No cabe duda alguna de que la Quinta Sinfonía en do sostenido menor de Gustav Mahler (1860–1911) es un coloso de contrastes. El viernes pasado en el Teatro Provincial con motivo de la apertura de su Temporada 2025, la Orquesta Sinfónica de Salta, dirigida por su director titular, el maestro colombiano Jorge Mario Uribe, escogió esta obra en un acto de ambición genuina, un desafío que la formación abordó con respeto y oficio.
La marcha fúnebre inicial, con esa fanfarria lacerante de la trompeta, mostró a una sección de metales disciplinada, aunque algo contenida en expresividad. El maestro Uribe optó por un tempo mesurado, privilegiando la claridad del tejido contrapuntístico sobre el ímpetu trágico. Si bien los violoncellos y contrabajos lograron ese arrastre fúnebre tan característico de este movimiento, hubo cierta frialdad en los episodios líricos de las maderas, episodios que evocan la esperanza brotando con la vulnerabilidad de un susurro.
El segundo movimiento reveló fortalezas y limitaciones del enfoque interpretativo. El complejo de articulaciones y disonancias en las cuerdas mantuvo ese filo de angustia que exige la partitura. Sin embargo, la sección central, en fa menor a cargo de los violoncellos, perdió intensidad por una excesiva pulcritud, como si el miedo a caer en la desmesura romántica -o la escasez de ensayos- hubiese domado la visceralidad mahleriana.

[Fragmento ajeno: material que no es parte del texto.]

//! Error types for gradprobe.

use thiserror::Error;

/// Errors that can occur in tensor and autodiff operations.
#[derive(Debug, Error)]
pub enum TensorError {
    /// Data length does not match the element count implied by a shape.
    #[error("shape mismatch: expected {expected} elements, got {actual}")]
    ShapeMismatch { expected: usize, actual: usize },

    /// Two operands of an element-wise operation have different shapes.
    #[error("incompatible shapes {lhs:?} and {rhs:?}")]
    IncompatibleShapes { lhs: Vec<usize>, rhs: Vec<usize> },

    /// Index out of bounds.
    #[error("index out of bounds: index {index} is out of range for dimension {dim_size}")]
    IndexOutOfBounds { index: usize, dim_size: usize },

    /// Wrong number of indices provided.
    #[error("wrong number of indices: expected {expected}, got {actual}")]
    WrongNumberOfIndices { expected: usize, actual: usize },

    /// Operation is not valid for the given tensors or graph state.
    #[error("invalid operation: {0}")]
    InvalidOperation(String),

    /// Saved tensors were already released by an earlier backward pass.
    #[error(
        "trying to backward through the graph a second time, but the saved tensors have \
         already been freed; pass retain_graph = true to the first backward call"
    )]
    BackwardTwice,

    /// A tensor saved for backward was modified in place after it was saved.
    #[error(
        "one of the variables needed for gradient computation has been modified by an \
         inplace operation: {what} is at version {current}; expected version {expected} instead"
    )]
    ModifiedInPlace {
        what: String,
        current: u32,
        expected: u32,
    },

    /// Blob size prefix does not match the byte size of the saved tensor.
    #[error("blob size mismatch: saved tensor holds {expected} bytes, blob declares {actual}")]
    BlobSizeMismatch { expected: usize, actual: usize },

    /// Blob is too short to hold its size prefix or declared payload.
    #[error("malformed blob of {len} bytes")]
    MalformedBlob { len: usize },
}
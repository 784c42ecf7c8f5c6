//! Tracked tensor operations with automatic differentiation.
//!
//! Each operation runs the untracked kernel from [`crate::operations`] and,
//! when any input requires grad, records a backward function in the graph.

mod add;
mod mul;
mod relu;
mod softmax;
mod sum;

pub use add::{AddBackward, tracked_add};
pub use mul::{MulBackward, tracked_mul};
pub use relu::{ReluBackward, tracked_relu};
pub use softmax::{SoftmaxBackward, tracked_softmax};
pub use sum::{SumBackward, tracked_sum};

use super::tensor::TrackedTensor;
use crate::error::TensorError;

impl TrackedTensor<f64> {
    /// Element-wise product, see [`tracked_mul`].
    pub fn mul(&self, other: &Self) -> Result<Self, TensorError> {
        tracked_mul(self, other)
    }

    /// Element-wise sum, see [`tracked_add`].
    pub fn add(&self, other: &Self) -> Result<Self, TensorError> {
        tracked_add(self, other)
    }

    pub fn relu(&self) -> Self {
        tracked_relu(self)
    }

    pub fn softmax(&self) -> Self {
        tracked_softmax(self)
    }

    pub fn sum(&self) -> Self {
        tracked_sum(self)
    }
}
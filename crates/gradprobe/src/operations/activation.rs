//! Activation functions over `f64` tensors.

use crate::tensor::DenseTensor;

use super::elementwise::apply;

/// Rectified linear unit, `max(x, 0)`.
///
/// ```
/// use gradprobe::Tensor;
/// use gradprobe::operations::relu;
///
/// let t = Tensor::from_vec(vec![-1.0, 0.0, 2.0], &[3]).unwrap();
/// assert_eq!(relu(&t).data(), &[0.0, 0.0, 2.0]);
/// ```
pub fn relu(tensor: &DenseTensor<f64>) -> DenseTensor<f64> {
    apply(tensor, |x| if x > 0.0 { x } else { 0.0 })
}

/// Derivative mask of ReLU: 1 where the input is positive, else 0.
///
/// Zero maps to 0, matching the subgradient most frameworks pick.
pub fn relu_mask(tensor: &DenseTensor<f64>) -> DenseTensor<f64> {
    apply(tensor, |x| if x > 0.0 { 1.0 } else { 0.0 })
}

/// Softmax over all elements.
///
/// Shifted by the maximum before exponentiating.
pub fn softmax(tensor: &DenseTensor<f64>) -> DenseTensor<f64> {
    let max = tensor
        .data()
        .iter()
        .copied()
        .fold(f64::NEG_INFINITY, f64::max);
    let exp = apply(tensor, |x| (x - max).exp());
    let total: f64 = exp.data().iter().sum();
    apply(&exp, |x| x / total)
}
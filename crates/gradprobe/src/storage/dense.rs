//! Dense storage for tensor data.

use crate::scalar::Scalar;

/// Dense storage: contiguous elements in column-major order.
#[derive(Debug, Clone, PartialEq)]
pub struct Dense<ElT: Scalar> {
    data: Vec<ElT>,
}

impl<ElT: Scalar> Dense<ElT> {
    /// Create dense storage with given length, zero-initialized.
    pub fn zeros(len: usize) -> Self {
        Self {
            data: vec![ElT::zero(); len],
        }
    }

    /// Create dense storage from existing vector (takes ownership).
    pub fn from_vec(data: Vec<ElT>) -> Self {
        Self { data }
    }

    #[inline]
    pub fn len(&self) -> usize {
        self.data.len()
    }

    #[inline]
    pub fn is_empty(&self) -> bool {
        self.data.is_empty()
    }

    #[inline]
    pub fn as_slice(&self) -> &[ElT] {
        &self.data
    }

    #[inline]
    pub fn as_mut_slice(&mut self) -> &mut [ElT] {
        &mut self.data
    }

    /// Consume the storage, returning the backing vector.
    pub fn into_vec(self) -> Vec<ElT> {
        self.data
    }
}

impl<ElT: Scalar> std::ops::Index<usize> for Dense<ElT> {
    type Output = ElT;

    #[inline]
    fn index(&self, i: usize) -> &ElT {
        &self.data[i]
    }
}

impl<ElT: Scalar> std::ops::IndexMut<usize> for Dense<ElT> {
    #[inline]
    fn index_mut(&mut self, i: usize) -> &mut ElT {
        &mut self.data[i]
    }
}
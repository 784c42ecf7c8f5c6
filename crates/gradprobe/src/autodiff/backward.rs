//! Backward pass execution for reverse-mode automatic differentiation.

use super::gradients::Gradients;
use super::graph::{ComputationGraph, NodeId, with_graph_f64};
use super::tensor::TrackedTensor;
use crate::error::TensorError;
use crate::tensor::DenseTensor;
use petgraph::algo::toposort;
use petgraph::graph::{DiGraph, NodeIndex};
use std::collections::HashMap;

/// Run the backward pass from `output`, accumulating into leaf gradients.
///
/// `gradient` seeds the pass and must match the output's shape. It may be
/// omitted only for single-element outputs, in which case the seed is one.
///
/// Unless `retain_graph` is set, every saved tensor visited is released, and
/// a second pass through the same nodes fails with
/// [`TensorError::BackwardTwice`].
///
/// # Errors
///
/// - [`TensorError::InvalidOperation`] if `output` does not require grad, or
///   if `gradient` is omitted for a multi-element output.
/// - [`TensorError::IncompatibleShapes`] if `gradient` has the wrong shape.
/// - [`TensorError::BackwardTwice`] or [`TensorError::ModifiedInPlace`] from
///   unpacking saved tensors.
///
/// # Example
///
/// ```
/// use gradprobe::autodiff::{TrackedTensor, backward, clear_graph};
/// use gradprobe::Tensor;
///
/// clear_graph();
/// let x = TrackedTensor::leaf(Tensor::from_vec(vec![-1.0, 2.0], &[2]).unwrap());
/// let y = TrackedTensor::leaf(Tensor::from_vec(vec![3.0, 4.0], &[2]).unwrap());
/// let z = x.mul(&y).unwrap().relu().add(&y).unwrap();
///
/// backward(&z, Some(&Tensor::ones(&[2])), false).unwrap();
/// assert_eq!(x.grad().unwrap().data(), &[0.0, 4.0]);
/// assert_eq!(y.grad().unwrap().data(), &[1.0, 3.0]);
/// ```
pub fn backward(
    output: &TrackedTensor<f64>,
    gradient: Option<&DenseTensor<f64>>,
    retain_graph: bool,
) -> Result<(), TensorError> {
    let root = match output.node_id() {
        Some(id) if output.requires_grad() => id,
        _ => {
            return Err(TensorError::InvalidOperation(
                "tensor does not require grad and does not have a grad_fn".to_string(),
            ));
        }
    };

    let seed = match gradient {
        Some(g) if g.shape() != output.shape() => {
            return Err(TensorError::IncompatibleShapes {
                lhs: output.shape().to_vec(),
                rhs: g.shape().to_vec(),
            });
        }
        Some(g) => g.clone(),
        None if output.len() == 1 => DenseTensor::ones(output.shape()),
        None => {
            return Err(TensorError::InvalidOperation(format!(
                "grad can be implicitly created only for single-element outputs, got {} elements",
                output.len()
            )));
        }
    };

    with_graph_f64(|graph| run_backward(graph, root, seed, retain_graph))
}

fn run_backward(
    graph: &mut ComputationGraph<f64>,
    root: NodeId,
    seed: DenseTensor<f64>,
    retain_graph: bool,
) -> Result<(), TensorError> {
    let order = topological_order(graph, root)?;
    log::debug!(
        "backward from node {} over {} nodes (retain_graph={})",
        root.index(),
        order.len(),
        retain_graph
    );

    let mut pending = Gradients::new();
    pending.accumulate(root, seed)?;

    for node_id in order {
        let Some(grad_output) = pending.remove(node_id) else {
            continue;
        };
        let Some(node) = graph.get_node(node_id) else {
            continue;
        };

        match node.grad_fn() {
            Some(grad_fn) => {
                let input_grads = grad_fn.backward(&grad_output)?;
                log::trace!("{} -> {} input grads", grad_fn.name(), input_grads.len());
                for (input_id, input_grad) in input_grads {
                    pending.accumulate(input_id, input_grad)?;
                }
                if !retain_graph {
                    if let Some(grad_fn) = graph.get_node_mut(node_id).and_then(|n| n.grad_fn_mut())
                    {
                        grad_fn.release_saved();
                    }
                }
            }
            None if node.requires_grad() => graph.accumulate_leaf(node_id, grad_output)?,
            None => {}
        }
    }

    Ok(())
}

/// Nodes reachable from `root`, each ordered before all of its inputs.
///
/// Shared inputs (diamonds) are visited once, after every consumer has
/// contributed its gradient.
fn topological_order(graph: &ComputationGraph<f64>, root: NodeId) -> Result<Vec<NodeId>, TensorError> {
    let mut dag: DiGraph<NodeId, ()> = DiGraph::new();
    let mut index_of: HashMap<NodeId, NodeIndex> = HashMap::new();
    let mut stack = vec![root];
    index_of.insert(root, dag.add_node(root));

    while let Some(node_id) = stack.pop() {
        let Some(grad_fn) = graph.get_node(node_id).and_then(|n| n.grad_fn()) else {
            continue;
        };
        let consumer = index_of[&node_id];
        for input_id in grad_fn.inputs() {
            let input = *index_of.entry(input_id).or_insert_with(|| {
                stack.push(input_id);
                dag.add_node(input_id)
            });
            // Edge from consumer to input (backward direction)
            dag.update_edge(consumer, input, ());
        }
    }

    let sorted = toposort(&dag, None).map_err(|cycle| {
        TensorError::InvalidOperation(format!(
            "computation graph has a cycle through node {}",
            dag[cycle.node_id()].index()
        ))
    })?;
    Ok(sorted.into_iter().map(|idx| dag[idx]).collect())
}

#[cfg(test)]
mod tests {
    use super::*;
    use crate::Tensor;
    use crate::autodiff::tensor::clear_graph;

    fn leaf(values: &[f64]) -> TrackedTensor<f64> {
        TrackedTensor::leaf(Tensor::from_vec(values.to_vec(), &[values.len()]).unwrap())
    }

    #[test]
    fn test_chain_rule() {
        clear_graph();
        let x = leaf(&[1.0, -2.0, 3.0]);
        let loss = x.mul(&x).unwrap().relu().sum();

        backward(&loss, None, false).unwrap();

        assert_eq!(x.grad().unwrap().data(), &[2.0, -4.0, 6.0]);
    }

    #[test]
    fn test_diamond_accumulates_shared_input() {
        clear_graph();
        let x = leaf(&[1.0, -1.0, 2.0]);
        let y = leaf(&[3.0, 5.0, -4.0]);
        // xy = [3, -5, -8]; relu mask = [1, 0, 0]
        let z = x.mul(&y).unwrap().relu().add(&y).unwrap();

        backward(&z, Some(&Tensor::ones(&[3])), false).unwrap();

        assert_eq!(x.grad().unwrap().data(), &[3.0, 0.0, 0.0]);
        assert_eq!(y.grad().unwrap().data(), &[2.0, 1.0, 1.0]);
    }

    #[test]
    fn test_second_backward_without_retain_fails() {
        clear_graph();
        let x = leaf(&[1.0, 2.0]);
        let loss = x.mul(&x).unwrap().sum();

        backward(&loss, None, false).unwrap();
        assert!(matches!(
            backward(&loss, None, false),
            Err(TensorError::BackwardTwice)
        ));
    }

    #[test]
    fn test_retain_graph_accumulates() {
        clear_graph();
        let x = leaf(&[1.0, 2.0]);
        let loss = x.mul(&x).unwrap().sum();

        backward(&loss, None, true).unwrap();
        backward(&loss, None, true).unwrap();
        assert_eq!(x.grad().unwrap().data(), &[4.0, 8.0]);

        x.zero_grad();
        backward(&loss, None, false).unwrap();
        assert_eq!(x.grad().unwrap().data(), &[2.0, 4.0]);
    }

    #[test]
    fn test_modified_saved_input_is_detected() {
        clear_graph();
        let x = leaf(&[1.0, 2.0]);
        let mut w = TrackedTensor::new(Tensor::from_vec(vec![3.0, 4.0], &[2]).unwrap());
        let loss = x.mul(&w).unwrap().sum();

        w.fill_(0.0).unwrap();

        match backward(&loss, None, false) {
            Err(TensorError::ModifiedInPlace {
                current, expected, ..
            }) => {
                assert_eq!(current, 1);
                assert_eq!(expected, 0);
            }
            other => panic!("expected ModifiedInPlace, got {:?}", other),
        }
    }

    #[test]
    fn test_seed_shape_must_match() {
        clear_graph();
        let x = leaf(&[1.0, 2.0, 3.0]);
        let y = x.relu();
        assert!(matches!(
            backward(&y, Some(&Tensor::ones(&[2])), false),
            Err(TensorError::IncompatibleShapes { .. })
        ));
    }

    #[test]
    fn test_implicit_seed_requires_single_element() {
        clear_graph();
        let x = leaf(&[1.0, 2.0, 3.0]);
        let y = x.relu();
        assert!(matches!(
            backward(&y, None, false),
            Err(TensorError::InvalidOperation(_))
        ));
    }

    #[test]
    fn test_untracked_output_rejected() {
        let t = TrackedTensor::new(Tensor::ones(&[1]));
        assert!(matches!(
            backward(&t, None, false),
            Err(TensorError::InvalidOperation(_))
        ));
    }

    #[test]
    fn test_backward_on_leaf_stores_seed() {
        clear_graph();
        let x = leaf(&[1.0, 2.0]);
        let seed = Tensor::from_vec(vec![0.5, 0.25], &[2]).unwrap();
        backward(&x, Some(&seed), false).unwrap();
        assert_eq!(x.grad().unwrap().data(), &[0.5, 0.25]);
    }

    #[test]
    fn test_untracked_operand_gets_no_grad() {
        clear_graph();
        let x = leaf(&[1.0, 2.0]);
        let c = TrackedTensor::new(Tensor::from_vec(vec![2.0, 2.0], &[2]).unwrap());
        let loss = x.add(&c).unwrap().sum();
        backward(&loss, None, false).unwrap();
        assert_eq!(x.grad().unwrap().data(), &[1.0, 1.0]);
        assert!(c.grad().is_none());
    }
}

El Scherzo, tercer movimiento, el corazón de la sinfonía a partir del cual fue concebida como un todo, evidenció la tensión entre lo puramente académico y el exceso dionisíaco. Los cornos, encargados de guiar la danza entre lo pastoral y lo grotesco, oscilaron entre pasajes de gran belleza y brillantez tímbrica y momentos de notable fragilidad en los registros agudos. El maestro Uribe delineó con precisión los cambios métricos, pero la falta de fluidez en los tríos, especialmente en el segundo, diluyó el contraste entre lo mundano y lo trascendente. La coda, que exhibe el contrapunto de todos los motivos presentados en el movimiento, sonó más a ejercicio de destreza que a la epifanía caótica esperada que, por otro lado, anticipa el clímax final.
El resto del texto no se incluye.